How to get over a relationship breakup: letting go off your ex?
There's no way around it: Breakups are terrible, even if they're handled with compassion. It can shake you to your very foundation, making you doubt your faith in love and your confidence in it. If you've been broken up with, you're dealing with the very real pain of rejection on top of mourning a lost love. When you choose to end things, guilt swirls into your sadness. In a culture that emphasizes "forever" as a relationship goal, endings are made to feel like failures, even when they are mutual and amicable.
Breakups are often the beginning of a new and better life (one that can eventually include a relationship with someone you are more compatible with).
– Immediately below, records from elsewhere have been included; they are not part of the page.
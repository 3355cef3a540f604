//! 設定管理を行うモジュール

use std::path::{
    Path,
    PathBuf,
};

use super::{
    ConfigError,
    FileMatcher,
    MatcherError,
    TranslatorSettings,
    loader,
};
use crate::ir::TableOptions;

/// 設定管理を行う
#[derive(Default, Debug, Clone)]
pub struct ConfigManager {
    /// 現在の設定
    current_settings: TranslatorSettings,

    /// ワークスペースのルートパス
    workspace_root: Option<PathBuf>,
}

impl ConfigManager {
    /// 新しい設定マネージャーを作成
    #[must_use]
    pub fn new() -> Self {
        Self { current_settings: TranslatorSettings::default(), workspace_root: None }
    }

    /// ワークスペースの `.ts-translator.json` を読み込んで検証する
    ///
    /// 設定ファイルが無ければデフォルト値。検証に失敗した場合は現在の設定を保持する。
    ///
    /// # Errors
    /// - ファイル読み込みエラー
    /// - JSON パースエラー
    /// - バリデーションエラー
    pub fn load_settings(&mut self, workspace_root: Option<PathBuf>) -> Result<(), ConfigError> {
        let settings = match workspace_root.as_deref() {
            Some(root) => loader::load_from_workspace(root)?.unwrap_or_default(),
            None => TranslatorSettings::default(),
        };
        settings.validate().map_err(ConfigError::ValidationErrors)?;

        tracing::debug!(
            workspace_root = ?workspace_root,
            include_patterns = ?settings.translation_files.include_patterns,
            primary_languages = ?settings.primary_languages,
            include_unfinished = settings.include_unfinished,
            "Settings loaded"
        );
        self.current_settings = settings;
        self.workspace_root = workspace_root;
        Ok(())
    }

    /// 設定を差し替える（ワークスペースルートはそのまま）
    ///
    /// # Errors
    /// バリデーションエラー
    pub fn update_settings(&mut self, new_settings: TranslatorSettings) -> Result<(), ConfigError> {
        new_settings.validate().map_err(ConfigError::ValidationErrors)?;
        if new_settings.translation_files != self.current_settings.translation_files {
            tracing::debug!("Translation file patterns changed, catalogs need re-indexing");
        }
        self.current_settings = new_settings;
        Ok(())
    }

    /// 現在の設定を取得
    #[must_use]
    pub const fn get_settings(&self) -> &TranslatorSettings {
        &self.current_settings
    }

    /// ワークスペースルートを取得
    #[must_use]
    pub fn workspace_root(&self) -> Option<&Path> {
        self.workspace_root.as_deref()
    }

    /// 現在の設定からファイルマッチャーを作る
    ///
    /// # Errors
    /// 不正な glob パターン
    pub fn file_matcher(&self, workspace_root: PathBuf) -> Result<FileMatcher, MatcherError> {
        FileMatcher::new(workspace_root, &self.current_settings)
    }

    /// 翻訳テーブルの構築オプション
    #[must_use]
    pub const fn table_options(&self) -> TableOptions {
        self.current_settings.table_options()
    }
}

#[cfg(test)]
#[allow(clippy::unwrap_used)]
mod tests {
    use std::fs;

    use rstest::rstest;
    use tempfile::TempDir;

    use super::*;
    use crate::config::{
        CONFIG_FILE_NAME,
        IndexingConfig,
    };

    /// new: デフォルト値で作成される
    #[rstest]
    fn test_new_creates_default_settings() {
        let manager = ConfigManager::new();

        assert_eq!(manager.get_settings(), &TranslatorSettings::default());
        assert!(manager.workspace_root().is_none());
    }

    /// load_settings: workspace_root が None の場合
    #[rstest]
    fn test_load_settings_without_workspace() {
        let mut manager = ConfigManager::new();

        let result = manager.load_settings(None);

        assert!(result.is_ok());
        assert!(manager.get_settings().include_unfinished);
        assert!(manager.workspace_root().is_none());
    }

    /// load_settings: 設定ファイルがある場合
    #[rstest]
    fn test_load_settings_with_config_file() {
        let temp_dir = TempDir::new().unwrap();
        let config_content = r#"{"indexing": {"numThreads": 2}}"#;
        fs::write(temp_dir.path().join(CONFIG_FILE_NAME), config_content).unwrap();

        let mut manager = ConfigManager::new();
        let result = manager.load_settings(Some(temp_dir.path().to_path_buf()));

        assert!(result.is_ok());
        assert_eq!(manager.get_settings().indexing.num_threads, Some(2));
        assert_eq!(manager.workspace_root(), Some(temp_dir.path()));
    }

    /// load_settings: バリデーションエラーなら設定は変わらない
    #[rstest]
    fn test_load_settings_invalid_config_keeps_previous() {
        let temp_dir = TempDir::new().unwrap();
        let config_content = r#"{"indexing": {"numThreads": 0}}"#;
        fs::write(temp_dir.path().join(CONFIG_FILE_NAME), config_content).unwrap();

        let mut manager = ConfigManager::new();
        let result = manager.load_settings(Some(temp_dir.path().to_path_buf()));

        assert!(matches!(result, Err(ConfigError::ValidationErrors(_))));
        assert_eq!(manager.get_settings().indexing.num_threads, None);
        assert!(manager.workspace_root().is_none());
    }

    /// update_settings: 有効な設定で更新成功
    #[rstest]
    fn test_update_settings_valid() {
        let mut manager = ConfigManager::new();
        let new_settings =
            TranslatorSettings { include_unfinished: false, ..TranslatorSettings::default() };

        let result = manager.update_settings(new_settings);

        assert!(result.is_ok());
        assert!(!manager.get_settings().include_unfinished);
    }

    /// update_settings: 無効な設定でエラー
    #[rstest]
    fn test_update_settings_invalid() {
        let mut manager = ConfigManager::new();
        let new_settings = TranslatorSettings {
            indexing: IndexingConfig { num_threads: Some(0) },
            ..TranslatorSettings::default()
        };

        let result = manager.update_settings(new_settings);

        assert!(result.is_err());
    }

    #[rstest]
    fn test_file_matcher_uses_current_settings() {
        let manager = ConfigManager::new();

        let matcher = manager.file_matcher(PathBuf::from("/workspace")).unwrap();

        assert!(matcher.is_translation_file(Path::new("/workspace/translations/zh.ts")));
        assert!(!matcher.is_translation_file(Path::new("/workspace/src/main.ts")));
    }

    /// table_options: includeUnfinished が反映される
    #[rstest]
    #[case(r#"{}"#, true)]
    #[case(r#"{"includeUnfinished": false}"#, false)]
    fn test_table_options(#[case] config: &str, #[case] include_unfinished: bool) {
        let temp_dir = TempDir::new().unwrap();
        fs::write(temp_dir.path().join(CONFIG_FILE_NAME), config).unwrap();

        let mut manager = ConfigManager::new();
        manager.load_settings(Some(temp_dir.path().to_path_buf())).unwrap();

        assert_eq!(manager.table_options(), TableOptions { include_unfinished });
    }
}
However, in those first few brutal days and weeks, you have every right to feel depressed. Eventually, you will be able to move on. Here are ways to feel better fast.
Discard haunted objects
You can't rewrite history or erase all memories of your ex. However, you can minimize the things in your immediate environment that remind you of them, as well as settings and people who disturb your equilibrium.
Instead of avoiding your old haunts, create new memories in the places where you and your ex used to go together, such as the restaurant you went to together or the park where you used to run. Visit those places with friends, family, or by yourself with a good book or podcast.
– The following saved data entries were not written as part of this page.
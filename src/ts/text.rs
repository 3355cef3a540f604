//! Escaped character data that survives a load/save cycle untouched.

use std::fmt;

use quick_xml::escape::{
    escape,
    unescape,
};

use super::TsError;

/// Character data of a `.ts` element.
///
/// Keeps the text exactly as it appeared in the file (`raw`) next to the
/// decoded value used for lookup. The writer only ever emits `raw`, so
/// `&amp;Cancel` is written back as `&amp;Cancel` even when the decoded
/// form could be escaped in more than one way.
#[derive(Debug, Clone, Default, PartialEq, Eq, Hash)]
pub struct XmlText {
    raw: String,
    value: String,
}

impl XmlText {
    /// Creates text from a decoded value, escaping it like `lupdate` does.
    #[must_use]
    pub fn new(value: impl Into<String>) -> Self {
        let value = value.into();
        let raw = escape(value.as_str()).into_owned();
        Self { raw, value }
    }

    /// Creates text from raw, still-escaped character data.
    pub fn from_raw(raw: impl Into<String>) -> Result<Self, TsError> {
        let raw = raw.into();
        let value = unescape(&raw)
            .map_err(|source| TsError::Escape { raw: raw.clone(), source })?
            .into_owned();
        Ok(Self { raw, value })
    }

    /// Builds text from already separated parts.
    ///
    /// Used by the reader for Qt's `<byte value="..."/>` escapes, where the
    /// raw form is markup that `unescape` cannot decode.
    pub(crate) const fn from_parts(raw: String, value: String) -> Self {
        Self { raw, value }
    }

    /// The text as it appears in the file.
    #[must_use]
    pub fn raw(&self) -> &str {
        &self.raw
    }

    /// The decoded text.
    #[must_use]
    pub fn as_str(&self) -> &str {
        &self.value
    }

    #[must_use]
    pub fn is_empty(&self) -> bool {
        self.value.is_empty()
    }
}

impl fmt::Display for XmlText {
    fn fmt(&self, f: &mut fmt::Formatter<'_>) -> fmt::Result {
        f.write_str(&self.value)
    }
}

impl From<&str> for XmlText {
    fn from(value: &str) -> Self {
        Self::new(value)
    }
}

#[cfg(test)]
#[allow(clippy::unwrap_used)]
mod tests {
    use googletest::prelude::*;
    use rstest::rstest;

    use super::*;

    #[rstest]
    #[case::ampersand("&amp;Cancel", "&Cancel")]
    #[case::markup("&lt;i&gt;(Restart needed)&lt;/I&gt;", "<i>(Restart needed)</I>")]
    #[case::apostrophe("Don&apos;t ask again", "Don't ask again")]
    #[case::quote("&quot;quoted&quot;", "\"quoted\"")]
    #[case::char_ref("tab&#x9;here", "tab\there")]
    #[case::plain("选择颜色", "选择颜色")]
    fn test_from_raw_decodes(#[case] raw: &str, #[case] expected: &str) {
        let text = XmlText::from_raw(raw).unwrap();

        assert_eq!(text.as_str(), expected);
        assert_eq!(text.raw(), raw);
    }

    #[rstest]
    #[case::ampersand("&Cancel", "&amp;Cancel")]
    #[case::markup("<br/>", "&lt;br/&gt;")]
    #[case::apostrophe("G'MIC", "G&apos;MIC")]
    #[case::quote("say \"hi\"", "say &quot;hi&quot;")]
    fn test_new_escapes_like_lupdate(#[case] value: &str, #[case] expected_raw: &str) {
        let text = XmlText::new(value);

        assert_eq!(text.raw(), expected_raw);
        assert_eq!(text.as_str(), value);
    }

    #[googletest::test]
    fn test_raw_form_is_preserved_even_when_not_canonical() {
        // `&#39;` decodes to an apostrophe, but lupdate would write `&apos;`.
        let text = XmlText::from_raw("Qt&#39;s").unwrap();

        expect_that!(text.as_str(), eq("Qt's"));
        expect_that!(text.raw(), eq("Qt&#39;s"));
        expect_that!(XmlText::new(text.as_str()).raw(), eq("Qt&apos;s"));
    }

    #[googletest::test]
    fn test_from_raw_rejects_unknown_entity() {
        let result = XmlText::from_raw("&bogus;");

        expect_that!(result, err(anything()));
    }

    #[googletest::test]
    fn test_empty_text() {
        let text = XmlText::default();

        expect_that!(text.is_empty(), eq(true));
        expect_that!(text.raw(), eq(""));
    }
}
//! Positional placeholder substitution (`%1`, `%2`, ...).
//!
//! Substitution is a single pass: inserted values are never scanned for
//! placeholders again. Placeholders without a matching argument are left
//! as written.

use std::collections::BTreeSet;

/// Longest placeholder index, in digits (`%1` .. `%99`).
const MAX_INDEX_DIGITS: usize = 2;

/// Splits `text` at the next placeholder.
///
/// Returns the text before the `%`, the digits that follow it (possibly
/// empty) and the remainder after the digits.
fn split_placeholder(text: &str) -> Option<(&str, &str, &str)> {
    let percent = text.find('%')?;
    let (head, tail) = text.split_at(percent);
    let after = tail.get(1..).unwrap_or_default();
    let digits = after.bytes().take(MAX_INDEX_DIGITS).take_while(u8::is_ascii_digit).count();
    let (number, rest) = after.split_at(digits);
    Some((head, number, rest))
}

/// Replaces each `%N` with the Nth argument (1-indexed).
///
/// `%0`, indices beyond `args.len()` and a `%` not followed by a digit are
/// copied unchanged.
///
/// # Examples
/// ```
/// use ts_translator::format::substitute;
///
/// assert_eq!(substitute("[Processing %1 | %2]", &["3", "10"]), "[Processing 3 | 10]");
/// assert_eq!(substitute("%1 of %3", &["1"]), "1 of %3");
/// ```
#[must_use]
pub fn substitute<S: AsRef<str>>(template: &str, args: &[S]) -> String {
    expand(template, None, args)
}

/// Replaces `%n` with `count`, as done for plural messages.
#[must_use]
pub fn substitute_count(template: &str, count: u64) -> String {
    expand::<&str>(template, Some(count), &[])
}

/// `%n` と `%1`..`%99` を一度の走査で置換する
///
/// 置換後の文字列は再走査しないため、`"%%n"` に 2 を渡すと `"%2"` になる。
///
/// # Examples
/// ```
/// use ts_translator::format::substitute_with_count;
///
/// assert_eq!(substitute_with_count("%n files in %1", 3, &["/tmp"]), "3 files in /tmp");
/// assert_eq!(substitute_with_count("%%n items", 2, &["X", "Y"]), "%2 items");
/// ```
#[must_use]
pub fn substitute_with_count<S: AsRef<str>>(template: &str, count: u64, args: &[S]) -> String {
    expand(template, Some(count), args)
}

/// `count` が `None` のとき `%n` はそのまま残る。
fn expand<S: AsRef<str>>(template: &str, count: Option<u64>, args: &[S]) -> String {
    let mut result = String::with_capacity(template.len());
    let mut rest = template;

    while let Some((head, number, tail)) = split_placeholder(rest) {
        result.push_str(head);
        if number.is_empty()
            && let Some(count) = count
            && let Some(after) = tail.strip_prefix('n')
        {
            result.push_str(&count.to_string());
            rest = after;
            continue;
        }
        let arg = number
            .parse::<usize>()
            .ok()
            .and_then(|index| index.checked_sub(1))
            .and_then(|index| args.get(index));
        match arg {
            Some(arg) => result.push_str(arg.as_ref()),
            None => {
                result.push('%');
                result.push_str(number);
            }
        }
        rest = tail;
    }

    result.push_str(rest);
    result
}

/// Collects the numbered placeholders used in `text`.
#[must_use]
pub fn placeholders(text: &str) -> BTreeSet<usize> {
    let mut found = BTreeSet::new();
    let mut rest = text;
    while let Some((_, number, tail)) = split_placeholder(rest) {
        if let Ok(index) = number.parse::<usize>()
            && index > 0
        {
            found.insert(index);
        }
        rest = tail;
    }
    found
}
//! Entry point for the `ts-translator` command.

use std::io::Write;
use std::process::ExitCode;

use tracing_subscriber::EnvFilter;
use ts_translator::cli::{
    self,
    CliError,
    Status,
};

#[tokio::main]
async fn main() -> ExitCode {
    let (writer, _guard) = tracing_appender::non_blocking(std::io::stderr());
    tracing_subscriber::fmt()
        .with_env_filter(
            EnvFilter::try_from_default_env().unwrap_or_else(|_| EnvFilter::new("warn")),
        )
        .with_writer(writer)
        .init();

    let result = match cli::parse_args(std::env::args().skip(1)) {
        Ok(command) => {
            let mut stdout = std::io::stdout().lock();
            cli::run(command, &mut stdout).await
        }
        Err(e) => Err(e),
    };

    match result {
        Ok(Status::Success) => ExitCode::SUCCESS,
        Ok(Status::Failure) => ExitCode::from(1),
        Err(e) => {
            let mut stderr = std::io::stderr().lock();
            let _ = writeln!(stderr, "error: {e}");
            if matches!(e, CliError::Usage(_)) {
                let _ = write!(stderr, "\n{}", cli::USAGE);
            }
            ExitCode::from(2)
        }
    }
}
It may be a good idea to get rid of anything that reminds you of your ex in your house, car, and office: photos, mementos, and items that re-stimulate old wounds. Alternatively, you can hold a yard sale, sell items on Craigslist, or donate them to charity.
Find positive ways to release emotions
A surplus of emotions about your ex will weigh you down as you search for a new partner.
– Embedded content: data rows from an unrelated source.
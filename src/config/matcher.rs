//! Decides which workspace files are translation catalogs.

use std::fmt;
use std::path::{
    Path,
    PathBuf,
};

use globset::{
    Glob,
    GlobSet,
    GlobSetBuilder,
};

use super::TranslatorSettings;

/// Setting a glob pattern came from.
#[derive(Debug, Clone, Copy, PartialEq, Eq)]
pub enum PatternSource {
    /// `excludePatterns`
    Exclude,
    /// `translationFiles.includePatterns`
    CatalogInclude,
    /// `translationFiles.excludePatterns`
    CatalogExclude,
}

impl fmt::Display for PatternSource {
    fn fmt(&self, f: &mut fmt::Formatter<'_>) -> fmt::Result {
        f.write_str(match self {
            Self::Exclude => "excludePatterns",
            Self::CatalogInclude => "translationFiles.includePatterns",
            Self::CatalogExclude => "translationFiles.excludePatterns",
        })
    }
}

#[derive(Debug, thiserror::Error)]
pub enum MatcherError {
    #[error("Invalid glob '{pattern}' in {setting}: {source}")]
    InvalidPattern {
        setting: PatternSource,
        pattern: String,
        #[source]
        source: globset::Error,
    },

    #[error("Failed to build glob set: {0}")]
    GlobSetBuild(#[from] globset::Error),
}

/// Catalog file filter for one workspace.
///
/// Patterns are matched against paths relative to the workspace root.
#[derive(Debug, Clone)]
pub struct FileMatcher {
    workspace_root: PathBuf,
    /// `excludePatterns`: never walked, never loaded.
    excluded: GlobSet,
    catalogs: GlobSet,
    excluded_catalogs: GlobSet,
}

fn compile(patterns: &[String], setting: PatternSource) -> Result<GlobSet, MatcherError> {
    patterns
        .iter()
        .try_fold(GlobSetBuilder::new(), |mut builder, pattern| {
            let glob = Glob::new(pattern).map_err(|source| MatcherError::InvalidPattern {
                setting,
                pattern: pattern.clone(),
                source,
            })?;
            builder.add(glob);
            Ok::<_, MatcherError>(builder)
        })?
        .build()
        .map_err(MatcherError::from)
}

impl FileMatcher {
    /// # Errors
    /// Returns [`MatcherError::InvalidPattern`] naming the offending setting.
    pub fn new(
        workspace_root: PathBuf,
        settings: &TranslatorSettings,
    ) -> Result<Self, MatcherError> {
        let files = &settings.translation_files;
        Ok(Self {
            excluded: compile(&settings.exclude_patterns, PatternSource::Exclude)?,
            catalogs: compile(&files.include_patterns, PatternSource::CatalogInclude)?,
            excluded_catalogs: compile(&files.exclude_patterns, PatternSource::CatalogExclude)?,
            workspace_root,
        })
    }

    #[must_use]
    pub fn workspace_root(&self) -> &Path {
        &self.workspace_root
    }

    /// Absolute-path form of [`Self::is_translation_file_relative`].
    ///
    /// Paths outside the workspace root never match.
    #[must_use]
    pub fn is_translation_file(&self, absolute_path: &Path) -> bool {
        absolute_path
            .strip_prefix(&self.workspace_root)
            .is_ok_and(|relative| self.is_translation_file_relative(relative))
    }

    /// True when the path is a catalog: included by
    /// `translationFiles.includePatterns` and excluded by neither exclude list.
    #[must_use]
    pub fn is_translation_file_relative(&self, relative_path: &Path) -> bool {
        self.catalogs.is_match(relative_path)
            && !self.excluded_catalogs.is_match(relative_path)
            && !self.is_excluded_relative(relative_path)
    }

    /// True when `excludePatterns` rules the path out; the indexer skips
    /// such directories entirely.
    #[must_use]
    pub fn is_excluded_relative(&self, relative_path: &Path) -> bool {
        self.excluded.is_match(relative_path)
    }
}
You can release these emotions in constructive ways by exercising, spending time with friends and family, volunteering (a great way to get out of your head), or being creative and expressing yourself through art, writing, or music.
Feeling angry? In a letter "to" your ex, express your feelings. But don't send it! Instead, read it to a therapist, burn it, or dispose of it.
No matter why you broke up, don't take all the blame. Blame the relationship or situation, not yourself or your ex.
To change your perspective on why the relationship ended, use language such as, "We weren't right for each other..." or "We had very different goals and dreams for the future." By changing your perspective on why the relationship ended, you will also change your emotions.
Tell a loved one your story
When you carry old wounds, you behave in the present as if the relationship or situation still exists. It is also possible to date someone similar to your ex (and shares the same traits that didn't work for you).
Have an empathic friend listen to your entire story, starting from when things went wrong through your feelings and the current situation today. In addition to helping you feel better, sharing your story gives you perspective, which speeds up the healing process.
You might not remember all the problems in your previous relationship (or your ex's faults), but your friend surely does. You might be surprised at how you feel after you’ve talked things through with them.
You can't let past hurts linger if you want to find a new love partner in your life. Use the above strategies to help you come to a neutral conclusion about your ex.
For those of you who feel distressed, angry, sad, or as if the past prevents you from moving on, I encourage you to seek out a therapist or another mental health resource. When you look at behaviours and attitudes from another person's perspective, you can identify which are remnants of your past.